It's not the 60's anymore
Yet another reason I hate Georgia: As if the abundance of ignorant white folks isn't torture enough, GA lends itself quite well to black scare-mongering. You'd think there was a march every week, yeesh...
Thousands of demonstrators streamed down Martin Luther King Jr. Drive chanting, singing and marching Saturday in support of extending the 40-year-old Voting Rights Act. Organizers said they hope the "Keep the Vote Alive" march will pressure Congress and President Bush to extend key provisions of the landmark law, which expires in 2007.
"Forty years later, we're still marching for the right to vote," said U.S. Rep. John Lewis, who participated in the civil rights struggles that helped secure passage of the law in 1965. "Don't give up, don't give in. Keep the faith, keep your eyes on the prize."
What an impressive stream of cliches!
The current state of black politics shows exactly what happens when a good thing is left sitting too long and it gets moldy. Take Georgia itself for example: Almost every day on the local news, I hear stories about corruption & incompetance at all levels of Georgia government, and I cringe when the face shown on the screen ends up being another high-powered black who's overstayed their usefulness. Inmates in metro Atlanta area jails are just walking out, streets are caving in, bribes are being made, all kinds of things just plain fall apart, yet it usually seems to get swept aside when it involves a black official. Why? Because there's a mentality being endorsed here that blacks cannot be held responsible, for fear of stirring racist sentiment -- it's considered "good enough" that they're black, even if they're incompetant.

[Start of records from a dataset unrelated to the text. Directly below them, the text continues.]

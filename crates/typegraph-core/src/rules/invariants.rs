use std::collections::{BTreeMap, BTreeSet};

use crate::errors::{Result, TypeGraphError};
use crate::model::{EntityType, RelationshipDefinition};

fn by_key(types: &[EntityType]) -> BTreeMap<&str, &EntityType> {
    types.iter().map(|t| (t.key.as_str(), t)).collect()
}

fn bidirectional_origins(
    types: &[EntityType],
) -> impl Iterator<Item = (&EntityType, &RelationshipDefinition)> {
    types.iter().flat_map(|t| {
        t.relationships
            .iter()
            .filter(|r| r.is_bidirectional_origin())
            .map(move |r| (t, r))
    })
}

/// Find bidirectional targets that carry no REFERENCE for their ORIGIN
///
/// A target whose entity type is absent from `types` is reported too.
///
/// Returns list of (origin_id, target_key) tuples
pub fn find_missing_inverses(types: &[EntityType]) -> Vec<(String, String)> {
    let index = by_key(types);
    let mut missing = Vec::new();

    for (_, origin) in bidirectional_origins(types) {
        for target in origin.bidirectional_targets() {
            let has_inverse = index
                .get(target.as_str())
                .is_some_and(|t| t.reference_for_origin(&origin.id).is_some());
            if !has_inverse {
                missing.push((origin.id.clone(), target));
            }
        }
    }

    missing
}

/// Find entity types carrying more than one REFERENCE for the same ORIGIN
///
/// Returns list of (origin_id, entity_type_key, count) tuples
pub fn find_duplicate_inverses(types: &[EntityType]) -> Vec<(String, String, usize)> {
    let mut duplicates = Vec::new();

    for et in types {
        let mut counts: BTreeMap<&str, usize> = BTreeMap::new();
        for origin_id in et
            .relationships
            .iter()
            .filter_map(|r| r.origin_relationship_id())
        {
            *counts.entry(origin_id).or_default() += 1;
        }
        for (origin_id, count) in counts {
            if count > 1 {
                duplicates.push((origin_id.to_string(), et.key.clone(), count));
            }
        }
    }

    duplicates
}

/// Find REFERENCEs whose ORIGIN is gone or no longer lists their entity type
///
/// A REFERENCE with no origin id at all is orphaned as well.
///
/// Returns list of (reference_id, entity_type_key) tuples
pub fn find_orphaned_references(types: &[EntityType]) -> Vec<(String, String)> {
    let origins: BTreeMap<&str, &RelationshipDefinition> = types
        .iter()
        .flat_map(|t| t.relationships.iter())
        .filter(|r| r.is_origin())
        .map(|r| (r.id.as_str(), r))
        .collect();

    let mut orphans = Vec::new();
    for et in types {
        for reference in et.relationships.iter().filter(|r| r.is_reference()) {
            let linked = reference
                .origin_relationship_id()
                .and_then(|id| origins.get(id))
                .is_some_and(|origin| {
                    origin.is_bidirectional_origin()
                        && origin.bidirectional_targets().contains(&et.key)
                });
            if !linked {
                orphans.push((reference.id.clone(), et.key.clone()));
            }
        }
    }

    orphans
}

/// Find non-polymorphic ORIGINs whose bidirectional targets are not all
/// declared targets
///
/// Returns list of (origin_id, target_key) tuples
pub fn find_bidirectional_targets_outside_target_set(
    types: &[EntityType],
) -> Vec<(String, String)> {
    let mut violations = Vec::new();

    for (_, origin) in bidirectional_origins(types) {
        if origin.allow_polymorphic {
            continue;
        }
        let allowed = origin.target_keys();
        for target in origin.bidirectional_targets().difference(&allowed) {
            violations.push((origin.id.clone(), target.clone()));
        }
    }

    violations
}

/// Find relationship names declared more than once on one entity type
///
/// Returns list of (entity_type_key, name) tuples
pub fn find_duplicate_names(types: &[EntityType]) -> Vec<(String, String)> {
    let mut duplicates = Vec::new();

    for et in types {
        let mut seen = BTreeSet::new();
        let mut reported = BTreeSet::new();
        for rel in &et.relationships {
            if !seen.insert(rel.name.as_str()) && reported.insert(rel.name.as_str()) {
                duplicates.push((et.key.clone(), rel.name.clone()));
            }
        }
    }

    duplicates
}

/// Check every graph invariant over a closed set of entity types
///
/// `types` must contain every entity type the relationships mention;
/// a target outside the set counts as a missing inverse.
///
/// # Errors
///
/// Returns the first violation found, checking names, target sets,
/// missing inverses, duplicate inverses and orphans in that order. Call the
/// individual `find_*` functions for exhaustive reporting.
pub fn audit(types: &[EntityType]) -> Result<()> {
    if let Some((entity_type_key, name)) = find_duplicate_names(types).into_iter().next() {
        return Err(TypeGraphError::DuplicateRelationshipName {
            entity_type_key,
            name,
        });
    }

    if let Some((relationship_id, target_key)) =
        find_bidirectional_targets_outside_target_set(types)
            .into_iter()
            .next()
    {
        let name = relationship_name(types, &relationship_id);
        return Err(TypeGraphError::BidirectionalTargetNotAllowed {
            relationship_id,
            name,
            target_key,
        });
    }

    if let Some((relationship_id, target_key)) = find_missing_inverses(types).into_iter().next() {
        let name = relationship_name(types, &relationship_id);
        return Err(TypeGraphError::MissingInverseReference {
            relationship_id,
            name,
            target_key,
        });
    }

    if let Some((relationship_id, target_key, count)) =
        find_duplicate_inverses(types).into_iter().next()
    {
        return Err(TypeGraphError::DuplicateInverseReference {
            relationship_id,
            target_key,
            count,
        });
    }

    if let Some((reference_id, entity_type_key)) =
        find_orphaned_references(types).into_iter().next()
    {
        let origin_id = types
            .iter()
            .find_map(|t| t.relationship(&reference_id))
            .and_then(|r| r.origin_relationship_id())
            .unwrap_or_default()
            .to_string();
        return Err(TypeGraphError::OrphanedReference {
            origin_id,
            reference_id,
            entity_type_key,
        });
    }

    Ok(())
}

fn relationship_name(types: &[EntityType], id: &str) -> String {
    types
        .iter()
        .find_map(|t| t.relationship(id))
        .map(|r| r.name.clone())
        .unwrap_or_default()
}

#[cfg(test)]
mod tests {
    use super::*;
    use crate::model::Cardinality;

    fn et(key: &str) -> EntityType {
        EntityType::new(format!("et-{}", key), "ws-1".to_string(), key.to_string())
    }

    fn manager_origin() -> RelationshipDefinition {
        RelationshipDefinition::origin(
            "r1",
            "Manager",
            "Employee",
            Cardinality::ManyToOne,
            ["Department"],
        )
        .with_bidirectional("Employees", ["Department"])
    }

    fn employees_reference() -> RelationshipDefinition {
        RelationshipDefinition::reference(
            "r2",
            "Employees",
            "Department",
            Cardinality::OneToMany,
            "Employee",
            "r1",
        )
    }

    fn consistent_graph() -> Vec<EntityType> {
        let mut employee = et("Employee");
        employee.upsert_relationship(manager_origin());
        let mut department = et("Department");
        department.upsert_relationship(employees_reference());
        vec![employee, department]
    }

    #[test]
    fn test_consistent_graph_passes_audit() {
        let types = consistent_graph();
        assert!(audit(&types).is_ok());
        assert!(find_missing_inverses(&types).is_empty());
        assert!(find_orphaned_references(&types).is_empty());
    }

    #[test]
    fn test_missing_inverse_detected() {
        let mut types = consistent_graph();
        types[1].remove_relationship("r2");

        assert_eq!(
            find_missing_inverses(&types),
            vec![("r1".to_string(), "Department".to_string())]
        );
        assert!(matches!(
            audit(&types),
            Err(TypeGraphError::MissingInverseReference { .. })
        ));
    }

    #[test]
    fn test_orphan_detected_when_origin_removed() {
        let mut types = consistent_graph();
        types[0].remove_relationship("r1");

        assert_eq!(
            find_orphaned_references(&types),
            vec![("r2".to_string(), "Department".to_string())]
        );
        assert!(matches!(
            audit(&types),
            Err(TypeGraphError::OrphanedReference { ref origin_id, .. }) if origin_id == "r1"
        ));
    }

    #[test]
    fn test_duplicate_inverse_detected() {
        let mut types = consistent_graph();
        let mut second = employees_reference();
        second.id = "r3".to_string();
        second.name = "Employees 2".to_string();
        types[1].upsert_relationship(second);

        assert_eq!(
            find_duplicate_inverses(&types),
            vec![("r1".to_string(), "Department".to_string(), 2)]
        );
    }

    #[test]
    fn test_bidirectional_target_outside_target_set() {
        let mut types = consistent_graph();
        if let Some(origin) = types[0].relationship_mut("r1") {
            origin.entity_type_keys = Some(BTreeSet::from(["Project".to_string()]));
        }

        assert_eq!(
            find_bidirectional_targets_outside_target_set(&types),
            vec![("r1".to_string(), "Department".to_string())]
        );
    }

    #[test]
    fn test_polymorphic_origin_exempt_from_target_set_check() {
        let mut types = consistent_graph();
        if let Some(origin) = types[0].relationship_mut("r1") {
            origin.allow_polymorphic = true;
            origin.entity_type_keys = None;
        }
        assert!(find_bidirectional_targets_outside_target_set(&types).is_empty());
    }

    #[test]
    fn test_duplicate_name_reported_once() {
        let mut employee = et("Employee");
        for id in ["a", "b", "c"] {
            employee.relationships.push(RelationshipDefinition::origin(
                id,
                "Owner",
                "Employee",
                Cardinality::ManyToOne,
                ["Employee"],
            ));
        }

        assert_eq!(
            find_duplicate_names(&[employee]),
            vec![("Employee".to_string(), "Owner".to_string())]
        );
    }
}
//! Relationship diff output types.
//!
//! All types implement `Debug, Clone, Serialize, Deserialize, PartialEq`.
//! Change flags live in a `BTreeSet` for deterministic serialization.

use serde::{Deserialize, Serialize};
use std::collections::BTreeSet;

use crate::model::RelationshipDefinition;

/// One way a relationship changed between two versions
#[derive(Debug, Clone, Copy, PartialEq, Eq, PartialOrd, Ord, Hash, Serialize, Deserialize)]
#[serde(rename_all = "SCREAMING_SNAKE_CASE")]
pub enum ChangeFlag {
    NameChanged,
    CardinalityChanged,
    InverseNameChanged,
    /// `entity_type_keys` gained at least one key
    TargetTypesAdded,
    /// `entity_type_keys` lost at least one key
    TargetTypesRemoved,
    BidirectionalEnabled,
    BidirectionalDisabled,
    /// Bidirectional target set differs and bidirectional was not just enabled
    BidirectionalTargetsChanged,
}

/// A relationship present on both sides of a diff with different content
#[derive(Debug, Clone, PartialEq, Eq, Serialize, Deserialize)]
pub struct RelationshipModification {
    pub previous: RelationshipDefinition,
    pub updated: RelationshipDefinition,
    /// May be empty when only untracked fields (e.g. `required`) changed
    pub changes: BTreeSet<ChangeFlag>,
}

impl RelationshipModification {
    pub fn has(&self, flag: ChangeFlag) -> bool {
        self.changes.contains(&flag)
    }
}

/// Classification of two relationship lists matched by id
#[derive(Debug, Clone, Default, PartialEq, Eq, Serialize, Deserialize)]
pub struct RelationshipDiff {
    /// Present only in the updated list, in updated-list order
    pub added: Vec<RelationshipDefinition>,
    /// Present only in the previous list, in previous-list order
    pub removed: Vec<RelationshipDefinition>,
    /// Present in both with different content, in updated-list order
    pub modified: Vec<RelationshipModification>,
}

impl RelationshipDiff {
    pub fn is_empty(&self) -> bool {
        self.added.is_empty() && self.removed.is_empty() && self.modified.is_empty()
    }

    /// Number of relationship entries across all three buckets
    pub fn len(&self) -> usize {
        self.added.len() + self.removed.len() + self.modified.len()
    }

    /// Every entity type key mentioned by any side of the diff
    pub fn referenced_keys(&self) -> BTreeSet<String> {
        let mut keys = BTreeSet::new();
        for rel in self.added.iter().chain(self.removed.iter()) {
            keys.extend(rel.referenced_keys());
        }
        for m in &self.modified {
            keys.extend(m.previous.referenced_keys());
            keys.extend(m.updated.referenced_keys());
        }
        keys
    }
}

Thanks to racial gerrymandering, there's crazy-shaped districts designed to ensure a black candidate -- any black candidate -- wins. But obviously nothing is without its tradeoffs, so they end up being untouchable. All they have to do to stay in power is scream about being persecuted whenever anyone criticizes them: "It's a vast white conspiracy! I was framed!"
Of course, if I said this in public I'd be called a "sellout", as if thinking results are more important than emotion means you're carrying water for Whitey. How does that make sense at all? They see hate around every corner and rush to shield even the sleaziest of politician types out of some notion of "racial solidarity", yet have the NERVE to call ME the self-hating negro?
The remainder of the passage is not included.